The poet and humanist Francesco Petrarca (1304-74) or Petrarch remains to this day one of Italy's most iconic and influential vernacular poets. Petrarch's influence on poetic and linguistic practice was epoch-defining in Renaissance Europe. His vernacular poetry became the supreme model for lyric poetry and indeed for refined literary style itself. Especially in the fifteenth and sixteenth centuries, his poetry was tirelessly annotated and interpreted, and made the object of extensive commentaries and innumerable academic lectures.

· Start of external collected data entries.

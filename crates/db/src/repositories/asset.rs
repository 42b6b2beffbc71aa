//! Asset and cash flow repository.

use std::sync::Arc;

use crate::entities::{Asset, CashFlow, asset, cash_flow};
use finboard_common::{AppError, AppResult};
use sea_orm::{
    ActiveModelTrait, ColumnTrait, DatabaseConnection, EntityTrait, QueryFilter, QueryOrder,
};

/// Repository for a user's tracked assets and recurring cash flows.
#[derive(Clone)]
pub struct AssetRepository {
    db: Arc<DatabaseConnection>,
}

impl AssetRepository {
    /// Create a new asset repository.
    #[must_use]
    pub const fn new(db: Arc<DatabaseConnection>) -> Self {
        Self { db }
    }

    /// Create an asset.
    pub async fn create(&self, model: asset::ActiveModel) -> AppResult<asset::Model> {
        model
            .insert(self.db.as_ref())
            .await
            .map_err(|e| AppError::Database(e.to_string()))
    }

    /// Get an asset by ID.
    pub async fn get_by_id(&self, id: &str) -> AppResult<asset::Model> {
        Asset::find_by_id(id)
            .one(self.db.as_ref())
            .await
            .map_err(|e| AppError::Database(e.to_string()))?
            .ok_or_else(|| AppError::NotFound(format!("Asset {id} not found")))
    }

    /// Assets owned by a user.
    pub async fn find_by_user(&self, user_id: &str) -> AppResult<Vec<asset::Model>> {
        Asset::find()
            .filter(asset::Column::UserId.eq(user_id))
            .order_by_desc(asset::Column::CreatedAt)
            .all(self.db.as_ref())
            .await
            .map_err(|e| AppError::Database(e.to_string()))
    }

    /// Delete an asset.
    pub async fn delete(&self, id: &str) -> AppResult<()> {
        Asset::delete_by_id(id)
            .exec(self.db.as_ref())
            .await
            .map_err(|e| AppError::Database(e.to_string()))?;
        Ok(())
    }

    // ========== Cash flows ==========

    /// Create a cash flow.
    pub async fn create_cash_flow(
        &self,
        model: cash_flow::ActiveModel,
    ) -> AppResult<cash_flow::Model> {
        model
            .insert(self.db.as_ref())
            .await
            .map_err(|e| AppError::Database(e.to_string()))
    }

    /// Get a cash flow by ID.
    pub async fn get_cash_flow(&self, id: &str) -> AppResult<cash_flow::Model> {
        CashFlow::find_by_id(id)
            .one(self.db.as_ref())
            .await
            .map_err(|e| AppError::Database(e.to_string()))?
            .ok_or_else(|| AppError::NotFound(format!("Cash flow {id} not found")))
    }

    /// Cash flows of a user ordered by day of month.
    pub async fn find_cash_flows_by_user(&self, user_id: &str) -> AppResult<Vec<cash_flow::Model>> {
        CashFlow::find()
            .filter(cash_flow::Column::UserId.eq(user_id))
            .order_by_asc(cash_flow::Column::DayOfMonth)
            .all(self.db.as_ref())
            .await
            .map_err(|e| AppError::Database(e.to_string()))
    }

    /// Delete a cash flow.
    pub async fn delete_cash_flow(&self, id: &str) -> AppResult<()> {
        CashFlow::delete_by_id(id)
            .exec(self.db.as_ref())
            .await
            .map_err(|e| AppError::Database(e.to_string()))?;
        Ok(())
    }
}

#[cfg(test)]
#[allow(clippy::unwrap_used)]
mod tests {
    use super::*;
    use crate::entities::asset::AssetKind;
    use chrono::Utc;
    use sea_orm::{DatabaseBackend, MockDatabase};

    #[tokio::test]
    async fn test_find_by_user() {
        let asset = asset::Model {
            id: "a1".to_string(),
            user_id: "user1".to_string(),
            kind: AssetKind::RealEstate,
            name: "Apartment".to_string(),
            amount: 500_000_000,
            created_at: Utc::now().into(),
        };

        let db = Arc::new(
            MockDatabase::new(DatabaseBackend::Postgres)
                .append_query_results([[asset]])
                .into_connection(),
        );

        let repo = AssetRepository::new(db);
        let assets = repo.find_by_user("user1").await.unwrap();

        assert_eq!(assets[0].kind, AssetKind::RealEstate);
    }

    #[tokio::test]
    async fn test_get_cash_flow_not_found() {
        let db = Arc::new(
            MockDatabase::new(DatabaseBackend::Postgres)
                .append_query_results([Vec::<cash_flow::Model>::new()])
                .into_connection(),
        );

        let repo = AssetRepository::new(db);
        let result = repo.get_cash_flow("missing").await;

        assert!(matches!(result, Err(AppError::NotFound(_))));
    }
}
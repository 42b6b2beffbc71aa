//! API endpoints.

mod account;
mod admin;
mod assets;
mod auth;
mod board;
mod cron;
mod inquiries;
mod push;
mod reports;

use axum::{Json, Router, routing::get};
use serde_json::{Value, json};

use crate::middleware::AppState;

async fn health() -> Json<Value> {
    Json(json!({ "ok": true }))
}

/// Create the API router.
///
/// Expects [`crate::middleware::auth_middleware`] to be layered around it so
/// session claims are in place before the suspension gate runs.
pub fn router(state: &AppState) -> Router<AppState> {
    Router::new()
        .route("/health", get(health))
        .nest("/auth", auth::router())
        .nest("/account", account::router(state))
        .nest("/admin", admin::router(state))
        .nest("/cron", cron::router())
        .nest("/push", push::router(state))
        .merge(reports::router(state))
        .merge(inquiries::router())
        .merge(board::router(state))
        .merge(assets::router(state))
}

Quite remarkably, especially given Petrarch's influence, diffusion and transnational appeal, no attempt has been made to catalogue or understand as a whole this vast body of critical interpretation. This ambitious collaborative project aims to address this neglect and to lay the foundations for all future research on the reception of Petrarch’s poetry in the Italian context, and, given Italy's formative role in this period, for research on Petrarch's afterlife in a variety of other European contexts – by reconstructing the corpus of Italian Petrarch commentary and exegesis, cataloguing and analysing relevant materials and creating the first freely available, on-line searchable database listing all the Italian language commentaries and other exegesis on Petrarch between 1350 and 1650. This will be an essential resource for future work on reading and interpreting Petrarch in Italy and across the world.